Let's interpret the results above. First of all, with a collinearity index of 7.9, the model's parameters are identifiable, so that's not an issue. An inspection of the r and K parameters reveal that the Verhulst Logistic growth model predicts a maximum world population of almost \(1\cdot 10^{12}\) or one trillion inhabitants. Considering we're currently only at 8 billion inhabitans, we would have a long way to go before we reach that saturation point. One look at the graph reveals that this model is simply not adequate. The model's curve seems to bulge too much above the real population curve, indicating that this model predicts too much population growth at remote times in the past when we know that the real growth was barely noticeable. All the while, the model predicts a population of 3-4 billion in 2015 when we know the real population level to be over 7.3 bilion this year. So we have two major flaws with this model: 1) it predicts the modern, explosive, population growth to begin much sooner than it really did and 2) in modern times (1800-present), the model's predicted growth is simply not fast enough compared to the real data. These flaws are confirmed by the model's high sum of squares value of 92.34.

One of the limitations of the classic logistic growth model is the inability to "tweak" the inflection point. In this case, with the model's K value estimated at 1 trillion, the inflection point would be half of that, or 500 billion - too far into the future. We know for a fact that the increase in the world population growth rate started to slow down during the 1960's, so what we would need is a logistic growth model in which the inflection point can be closer to the maximum population levels. We will next attempt to fit the generalized logistic growth model, which would, in theory, afford us the flexibility in tweaking with the inflection point.
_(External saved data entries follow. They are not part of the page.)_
// src/filesystem/flags.rs

//! BSD file flags carried in archive extended headers
//!
//! libarchive stores file flags as a PAX attribute whose value is a
//! comma-separated list of mnemonics, e.g. `schg,nodump`.

use tracing::trace;

/// PAX extended-header key holding the flag mnemonics
pub const PAX_FFLAGS_KEY: &str = "SCHILY.fflags";

/// Do not dump the file
pub const UF_NODUMP: u32 = 0x0000_0001;
/// File may not be changed (user)
pub const UF_IMMUTABLE: u32 = 0x0000_0002;
/// File may not be changed (system)
pub const SF_IMMUTABLE: u32 = 0x0002_0000;
/// Writes to the file may only append (system)
pub const SF_APPEND: u32 = 0x0004_0000;
/// File may not be removed or renamed (system)
pub const SF_NOUNLINK: u32 = 0x0010_0000;

const MNEMONICS: &[(&str, u32)] = &[
    ("nodump", UF_NODUMP),
    ("uchg", UF_IMMUTABLE),
    ("sappnd", SF_APPEND),
    ("schg", SF_IMMUTABLE),
    ("sunlnk", SF_NOUNLINK),
];

/// Bitmask for a single mnemonic, `None` if it is not one we apply
pub fn mnemonic_bits(mnemonic: &str) -> Option<u32> {
    MNEMONICS
        .iter()
        .find(|(name, _)| *name == mnemonic)
        .map(|(_, bits)| *bits)
}

/// Parse a `SCHILY.fflags` value into a bitmask
///
/// Unknown mnemonics are ignored.
pub fn parse_fflags(value: &str) -> u32 {
    let flags = value
        .split(',')
        .map(str::trim)
        .filter(|m| !m.is_empty())
        .filter_map(|m| {
            trace!("flag {}", m);
            mnemonic_bits(m)
        })
        .fold(0, |acc, bits| acc | bits);

    trace!("flags was {}, value = {:o}", value, flags);
    flags
}

/// Render a bitmask back to mnemonics (for listings)
pub fn describe(flags: u32) -> String {
    if flags == 0 {
        return "-".to_string();
    }
    MNEMONICS
        .iter()
        .filter(|(_, bits)| flags & bits != 0)
        .map(|(name, _)| *name)
        .collect::<Vec<_>>()
        .join(",")
}

#[cfg(test)]
mod tests {
    use super::*;

    #[test]
    fn test_parse_single() {
        assert_eq!(parse_fflags("schg"), SF_IMMUTABLE);
        assert_eq!(parse_fflags("nodump"), UF_NODUMP);
    }

    #[test]
    fn test_parse_multiple() {
        assert_eq!(parse_fflags("schg,nodump"), SF_IMMUTABLE | UF_NODUMP);
        assert_eq!(
            parse_fflags("uchg,sappnd,sunlnk"),
            UF_IMMUTABLE | SF_APPEND | SF_NOUNLINK
        );
    }

    #[test]
    fn test_parse_ignores_unknown() {
        assert_eq!(parse_fflags("arch,schg,hidden"), SF_IMMUTABLE);
        assert_eq!(parse_fflags(""), 0);
    }

    #[test]
    fn test_describe() {
        assert_eq!(describe(0), "-");
        assert_eq!(describe(SF_IMMUTABLE | UF_NODUMP), "nodump,schg");
    }
}
// build.rs

use clap::{Arg, ArgAction, Command};
use clap_mangen::Man;
use std::env;
use std::fs;
use std::path::PathBuf;

/// Common argument: catalog database path
fn db_path_arg() -> Arg {
    Arg::new("db_path")
        .long("db-path")
        .value_name("PATH")
        .help("Path to the catalog database (default: <root>/var/db/pkgtools/catalog.db)")
}

/// Common argument: install root directory
fn root_arg() -> Arg {
    Arg::new("root")
        .short('r')
        .long("root")
        .default_value("/")
        .help("Installation root directory")
}

fn build_cli() -> Command {
    Command::new("pkgtools")
        .version(env!("CARGO_PKG_VERSION"))
        .about("Install manifest-driven packages onto a system image")
        .subcommand_required(false)
        .subcommand(
            Command::new("init")
                .about("Create the package catalog")
                .arg(root_arg())
                .arg(db_path_arg()),
        )
        .subcommand(
            Command::new("install")
                .about("Install package files, in the order given")
                .arg(
                    Arg::new("packages")
                        .required(true)
                        .num_args(1..)
                        .help("Package files (.txz, .tgz, .tzst or .tar)"),
                )
                .arg(root_arg())
                .arg(db_path_arg())
                .arg(
                    Arg::new("config")
                        .short('c')
                        .long("config")
                        .help("Installer configuration file (TOML)"),
                )
                .arg(
                    Arg::new("verbose")
                        .short('v')
                        .long("verbose")
                        .action(ArgAction::SetTrue)
                        .help("Log each step of the install"),
                )
                .arg(
                    Arg::new("debug")
                        .short('d')
                        .long("debug")
                        .action(ArgAction::Count)
                        .help("Debug level; repeat for more detail"),
                ),
        )
        .subcommand(
            Command::new("list")
                .about("List installed packages")
                .arg(root_arg())
                .arg(db_path_arg()),
        )
        .subcommand(
            Command::new("files")
                .about("List the files recorded for an installed package")
                .arg(Arg::new("name").required(true).help("Package name"))
                .arg(root_arg())
                .arg(db_path_arg()),
        )
}

fn main() {
    println!("cargo:rerun-if-changed=build.rs");

    let manifest_dir = match env::var("CARGO_MANIFEST_DIR") {
        Ok(dir) => PathBuf::from(dir),
        Err(e) => {
            println!("cargo:warning=CARGO_MANIFEST_DIR not set: {}", e);
            return;
        }
    };
    let man_dir = manifest_dir.join("man");

    if let Err(e) = fs::create_dir_all(&man_dir) {
        println!("cargo:warning=Failed to create man directory: {}", e);
        return;
    }

    let man = Man::new(build_cli());
    let mut buffer = Vec::new();

    if let Err(e) = man.render(&mut buffer) {
        println!("cargo:warning=Failed to render man page: {}", e);
        return;
    }

    let man_path = man_dir.join("pkgtools.1");
    if let Err(e) = fs::write(&man_path, buffer) {
        println!("cargo:warning=Failed to write man page: {}", e);
    }
}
The problem with the generalized logistic growth model is the large number of parameters (5) with just one differential equation. This results in a very complex parameter space with potential problems in parameter identifiability. To explore this situation, I decided to sample one hundred initial parameter guess values (N=100) using the uniform probability distribution with a given range for each parameter and storing these initial values in a data-frame (see code snippet below), from where I proceeded to use them as initial values for the model fitting procedure.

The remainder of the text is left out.